### Aim of the exercise
In the lines below, look for "info". Copy each line where it appears.

### Task input

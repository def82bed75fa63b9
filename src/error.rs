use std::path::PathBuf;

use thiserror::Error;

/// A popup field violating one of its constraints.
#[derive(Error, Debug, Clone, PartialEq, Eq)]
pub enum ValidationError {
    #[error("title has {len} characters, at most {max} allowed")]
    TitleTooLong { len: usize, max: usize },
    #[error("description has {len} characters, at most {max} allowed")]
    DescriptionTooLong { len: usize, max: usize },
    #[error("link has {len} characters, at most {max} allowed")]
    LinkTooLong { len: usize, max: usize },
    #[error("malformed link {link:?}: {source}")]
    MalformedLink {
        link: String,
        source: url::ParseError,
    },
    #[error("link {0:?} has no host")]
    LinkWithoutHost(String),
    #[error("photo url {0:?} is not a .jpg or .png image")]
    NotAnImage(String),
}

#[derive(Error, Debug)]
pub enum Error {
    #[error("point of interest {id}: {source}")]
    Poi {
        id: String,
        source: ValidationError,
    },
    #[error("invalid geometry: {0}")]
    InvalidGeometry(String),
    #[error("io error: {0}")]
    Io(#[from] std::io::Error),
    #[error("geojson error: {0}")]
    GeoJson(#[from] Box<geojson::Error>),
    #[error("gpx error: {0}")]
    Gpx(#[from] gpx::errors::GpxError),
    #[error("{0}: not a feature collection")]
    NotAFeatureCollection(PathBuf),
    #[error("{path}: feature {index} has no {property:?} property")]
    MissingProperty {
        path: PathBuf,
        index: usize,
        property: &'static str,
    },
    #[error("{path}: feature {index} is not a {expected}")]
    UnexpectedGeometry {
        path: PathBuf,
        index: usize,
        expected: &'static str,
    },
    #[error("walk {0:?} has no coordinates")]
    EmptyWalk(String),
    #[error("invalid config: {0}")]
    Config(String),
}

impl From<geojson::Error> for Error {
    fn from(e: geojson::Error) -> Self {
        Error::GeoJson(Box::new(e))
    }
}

* * *

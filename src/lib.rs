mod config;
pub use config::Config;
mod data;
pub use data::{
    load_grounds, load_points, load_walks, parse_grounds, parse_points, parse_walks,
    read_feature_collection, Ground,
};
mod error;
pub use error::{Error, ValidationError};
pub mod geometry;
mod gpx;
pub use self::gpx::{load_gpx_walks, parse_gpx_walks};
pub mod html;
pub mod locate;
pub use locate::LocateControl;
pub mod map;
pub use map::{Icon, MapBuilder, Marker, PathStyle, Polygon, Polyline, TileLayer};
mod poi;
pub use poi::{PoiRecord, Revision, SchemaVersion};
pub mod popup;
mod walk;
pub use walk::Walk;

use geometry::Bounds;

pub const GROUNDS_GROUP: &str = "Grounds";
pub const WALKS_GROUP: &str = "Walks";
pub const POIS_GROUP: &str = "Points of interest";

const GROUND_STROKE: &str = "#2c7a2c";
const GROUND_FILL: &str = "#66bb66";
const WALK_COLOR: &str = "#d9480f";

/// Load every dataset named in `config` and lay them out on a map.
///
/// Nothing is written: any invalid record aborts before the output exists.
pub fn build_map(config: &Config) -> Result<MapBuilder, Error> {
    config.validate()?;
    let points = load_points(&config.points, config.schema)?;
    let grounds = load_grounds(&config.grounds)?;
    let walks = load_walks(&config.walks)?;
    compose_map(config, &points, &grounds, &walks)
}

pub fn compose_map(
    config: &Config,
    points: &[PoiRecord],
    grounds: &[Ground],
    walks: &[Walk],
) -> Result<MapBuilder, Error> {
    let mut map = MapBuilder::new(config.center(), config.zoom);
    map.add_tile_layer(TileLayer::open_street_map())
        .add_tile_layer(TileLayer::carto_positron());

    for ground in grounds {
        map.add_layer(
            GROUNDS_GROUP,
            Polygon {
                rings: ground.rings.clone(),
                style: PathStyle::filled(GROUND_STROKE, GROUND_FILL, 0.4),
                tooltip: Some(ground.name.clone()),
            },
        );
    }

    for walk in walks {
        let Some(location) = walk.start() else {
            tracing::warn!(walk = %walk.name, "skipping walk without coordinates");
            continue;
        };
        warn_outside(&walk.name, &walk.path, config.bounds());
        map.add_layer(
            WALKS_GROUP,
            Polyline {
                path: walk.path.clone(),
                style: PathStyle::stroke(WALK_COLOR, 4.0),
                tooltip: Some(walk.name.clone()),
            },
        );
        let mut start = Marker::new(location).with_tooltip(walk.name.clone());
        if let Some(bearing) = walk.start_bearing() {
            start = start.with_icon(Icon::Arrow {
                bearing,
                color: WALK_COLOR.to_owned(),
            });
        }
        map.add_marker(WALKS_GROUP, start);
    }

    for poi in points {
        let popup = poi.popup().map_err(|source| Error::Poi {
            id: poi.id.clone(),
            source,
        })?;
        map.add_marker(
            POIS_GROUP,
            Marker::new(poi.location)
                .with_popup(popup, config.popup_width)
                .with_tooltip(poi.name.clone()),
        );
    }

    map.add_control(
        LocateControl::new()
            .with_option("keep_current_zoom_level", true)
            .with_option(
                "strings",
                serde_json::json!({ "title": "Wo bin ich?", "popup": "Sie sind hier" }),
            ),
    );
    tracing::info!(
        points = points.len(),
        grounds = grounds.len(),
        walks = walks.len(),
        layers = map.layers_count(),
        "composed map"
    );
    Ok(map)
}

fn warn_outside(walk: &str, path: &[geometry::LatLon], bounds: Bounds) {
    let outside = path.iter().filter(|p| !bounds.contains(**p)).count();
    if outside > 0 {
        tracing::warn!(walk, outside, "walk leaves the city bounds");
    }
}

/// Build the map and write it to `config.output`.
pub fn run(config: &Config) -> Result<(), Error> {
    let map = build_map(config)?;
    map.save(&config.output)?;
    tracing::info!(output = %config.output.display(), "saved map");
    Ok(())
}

### Response to this exercise
    tracing::info!(
    tracing::info!(output = %config.output.display(), "saved map");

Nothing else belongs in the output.